For children, the evaluation also screens for learning disabilities, autism spectrum disorder, sleep disorders, and tics, all of which can coexist with or mimic ADHD.
How Long It Takes
For adults, expect about 2 to 4 hours total, often completed in one or two sessions. For children, the process tends to run longer (3 to 6 hours across two or more appointments) because it involves collecting input from parents, teachers, and sometimes observing the child directly. Complex cases with multiple possible diagnoses can stretch even further. After testing is complete, the clinician typically needs additional time to score results and prepare a written report, so you may not get your results the same day.
Who Can Diagnose ADHD
Several types of professionals are qualified to conduct an ADHD evaluation: psychiatrists, psychologists, pediatricians, neurologists, nurse practitioners, licensed clinical social workers, and other licensed counselors or therapists. Psychologists are the only ones who typically administer full neuropsychological testing batteries, while psychiatrists and primary care physicians more often rely on clinical interviews and rating scales. If you need a comprehensive evaluation that includes cognitive testing, a psychologist or neuropsychologist is usually the right choice.
What It Costs
Costs vary widely depending on the depth of the evaluation and where you live. A focused diagnostic visit with a clinical interview and screening tools runs $200 to $500. A comprehensive neuropsychological evaluation with standardized cognitive testing, multiple rating scales, collateral interviews, and a detailed written report can cost $1,500 to $5,000 or more.
Insurance often covers ADHD assessments when they’re deemed medically necessary, but your out-of-pocket cost depends on whether the provider is in-network, your plan’s deductible, and your copay structure. In-network providers have negotiated rates that lower your share. Out-of-network providers may still be partially covered, but you’ll pay more.
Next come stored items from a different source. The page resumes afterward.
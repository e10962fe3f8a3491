//! Output types for the domain types themselves: node objects, interfaces,
//! unions and relationship-property objects, including the per-relationship
//! connection fields and their traversal arguments.

use std::collections::{BTreeMap, BTreeSet};

use domain_model::{Field, FieldName, TargetType, TypeName};
use graphql_ir::ast;
use graphql_ir::schema as gql_schema;
use graphql_ir::schema::{DeprecationStatus, InputField, RegisteredType, RegisteredTypeName};
use graphql_ir::mk_name;
use indexmap::IndexMap;

use crate::classify::{classify_field, target_type_name, FieldClass};
use crate::types::{register_scalar_type, Annotation, InputAnnotation, OutputAnnotation, TypeId};
use crate::{mk_field_name, Engine, Error};

pub(crate) fn output_field_type(
    base: RegisteredTypeName,
    is_list: bool,
    is_required: bool,
) -> RegisteredType {
    let element = ast::TypeContainer::named_non_null(base.clone());
    match (is_list, is_required) {
        (true, true) => ast::TypeContainer::list_non_null(element),
        (true, false) => ast::TypeContainer::list_null(element),
        (false, true) => element,
        (false, false) => ast::TypeContainer::named_null(base),
    }
}

pub fn output_type_schema(
    engine: &Engine,
    builder: &mut gql_schema::Builder<Engine>,
    type_name: &TypeName,
) -> Result<gql_schema::TypeInfo<Engine>, Error> {
    let graphql_type_name = TypeId::output_type(type_name)?.to_type_name();

    if let Some(union_type) = engine.model.union_types.get(type_name) {
        let mut members = BTreeSet::new();
        for member in &union_type.members {
            members.insert(builder.register_type(TypeId::output_type(member)?));
        }
        return Ok(gql_schema::TypeInfo::Union(gql_schema::Union::new(
            graphql_type_name,
            None,
            members,
        )));
    }

    if let Some(interface_type) = engine.model.interface_types.get(type_name) {
        let fields = domain_type_fields(engine, builder, type_name, &interface_type.fields)?;
        let mut implemented_by = BTreeSet::new();
        for implementer in &interface_type.implemented_by {
            implemented_by.insert(builder.register_type(TypeId::output_type(implementer)?));
        }
        return Ok(gql_schema::TypeInfo::Interface(gql_schema::Interface::new(
            graphql_type_name,
            None,
            fields,
            implemented_by,
        )));
    }

    if let Some(node_type) = engine.model.node_types.get(type_name) {
        let fields = domain_type_fields(engine, builder, type_name, &node_type.fields)?;
        let mut interfaces = BTreeSet::new();
        for interface_type in engine.model.interfaces_of(type_name) {
            interfaces.insert(builder.register_type(TypeId::output_type(&interface_type.name)?));
        }
        return Ok(gql_schema::TypeInfo::Object(gql_schema::Object::new(
            graphql_type_name,
            None,
            fields,
            interfaces,
        )));
    }

    if let Some(edge_type) = engine.model.edge_types.get(type_name) {
        let fields = domain_type_fields(engine, builder, type_name, &edge_type.fields)?;
        return Ok(gql_schema::TypeInfo::Object(gql_schema::Object::new(
            graphql_type_name,
            None,
            fields,
            BTreeSet::new(),
        )));
    }

    Err(Error::InternalTypeNotFound {
        type_name: type_name.clone(),
    })
}

fn domain_type_fields(
    engine: &Engine,
    builder: &mut gql_schema::Builder<Engine>,
    type_name: &TypeName,
    source_fields: &IndexMap<FieldName, Field>,
) -> Result<BTreeMap<ast::Name, gql_schema::Field<Engine>>, Error> {
    let mut fields = BTreeMap::new();
    for field in source_fields.values() {
        let classified = classify_field(&engine.model, type_name, field)?;
        match classified.class {
            FieldClass::Scalar { scalar_type } => {
                let name = mk_field_name(field.name.as_str())?;
                fields.insert(
                    name.clone(),
                    gql_schema::Field::new(
                        name,
                        field.description.clone(),
                        Annotation::Output(OutputAnnotation::Field {
                            name: field.name.clone(),
                            parent_type: type_name.clone(),
                        }),
                        output_field_type(
                            register_scalar_type(builder, scalar_type),
                            field.is_list,
                            field.is_required,
                        ),
                        BTreeMap::new(),
                        DeprecationStatus::NotDeprecated,
                    ),
                );
            }
            FieldClass::Relationship { target, meta } => {
                let target_name = target_type_name(&target);
                let name = mk_field_name(field.name.as_str())?;

                let mut arguments = BTreeMap::new();
                let where_name = mk_name!("where");
                let target_where = builder.register_type(TypeId::where_input(target_name)?);
                arguments.insert(
                    where_name.clone(),
                    InputField::new(
                        where_name,
                        None,
                        Annotation::Input(InputAnnotation::WhereArgument),
                        ast::TypeContainer::named_null(target_where),
                        None,
                        DeprecationStatus::NotDeprecated,
                    ),
                );
                if !matches!(target, TargetType::Union(_)) {
                    let sort_name = mk_name!("sort");
                    let target_sort = builder.register_type(TypeId::sort_input(target_name)?);
                    arguments.insert(
                        sort_name.clone(),
                        InputField::new(
                            sort_name,
                            None,
                            Annotation::Input(InputAnnotation::SortArgument),
                            ast::TypeContainer::list_null(ast::TypeContainer::named_non_null(
                                target_sort,
                            )),
                            None,
                            DeprecationStatus::NotDeprecated,
                        ),
                    );
                }

                let target_output = builder.register_type(TypeId::output_type(target_name)?);
                fields.insert(
                    name.clone(),
                    gql_schema::Field::new(
                        name,
                        field.description.clone(),
                        Annotation::Output(OutputAnnotation::RelationshipField {
                            name: field.name.clone(),
                            parent_type: type_name.clone(),
                            target: target_name.clone(),
                        }),
                        output_field_type(target_output, field.is_list, field.is_required),
                        arguments,
                        DeprecationStatus::NotDeprecated,
                    ),
                );

                // The connection view exists for concrete and interface
                // targets only; a union has no uniform edge shape.
                if !matches!(target, TargetType::Union(_)) {
                    let connection_name =
                        mk_field_name(&format!("{}Connection", field.name))?;
                    let mut connection_arguments = BTreeMap::new();
                    let connection_where_name = mk_name!("where");
                    let connection_where =
                        builder.register_type(TypeId::connection_where(type_name, &field.name)?);
                    connection_arguments.insert(
                        connection_where_name.clone(),
                        InputField::new(
                            connection_where_name,
                            None,
                            Annotation::Input(InputAnnotation::ConnectionWhereArgument),
                            ast::TypeContainer::named_null(connection_where),
                            None,
                            DeprecationStatus::NotDeprecated,
                        ),
                    );
                    if let Some(edge_type_name) = &meta.properties {
                        let connection_sort_name = mk_name!("sort");
                        let edge_sort =
                            builder.register_type(TypeId::sort_input(edge_type_name)?);
                        connection_arguments.insert(
                            connection_sort_name.clone(),
                            InputField::new(
                                connection_sort_name,
                                None,
                                Annotation::Input(InputAnnotation::ConnectionSortArgument),
                                ast::TypeContainer::list_null(
                                    ast::TypeContainer::named_non_null(edge_sort),
                                ),
                                None,
                                DeprecationStatus::NotDeprecated,
                            ),
                        );
                    }

                    let connection =
                        builder.register_type(TypeId::connection(type_name, &field.name)?);
                    fields.insert(
                        connection_name.clone(),
                        gql_schema::Field::new(
                            connection_name,
                            None,
                            Annotation::Output(OutputAnnotation::ConnectionField {
                                name: field.name.clone(),
                                parent_type: type_name.clone(),
                            }),
                            ast::TypeContainer::named_non_null(connection),
                            connection_arguments,
                            DeprecationStatus::NotDeprecated,
                        ),
                    );
                }
            }
        }
    }
    Ok(fields)
}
If cost is a barrier, university training clinics are worth looking into. These are run by psychology doctoral programs where graduate students conduct evaluations under the supervision of licensed psychologists. They typically charge $300 to $1,500 for a comprehensive assessment. Sliding-scale clinics, which adjust fees based on income, generally range from $500 to $2,000.
How to Prepare
Before your appointment, it helps to gather a few things. Bring any previous report cards, academic records, or old evaluations if you have them, especially if you’re an adult being assessed for the first time. Think through your history: when you first noticed problems with focus, organization, or restlessness, and how those issues have affected school, work, and relationships over time. If the clinician sends questionnaires in advance, fill them out honestly rather than trying to guess the “right” answers.
If you’re bringing a family member to provide collateral information about your childhood, let them know ahead of time what to expect. The clinician may ask them to describe your behavior between ages 5 and 12, including how often you lost things, had trouble waiting your turn, or seemed not to listen when spoken to directly. Their independent perspective is valuable precisely because memory of your own childhood can be unreliable.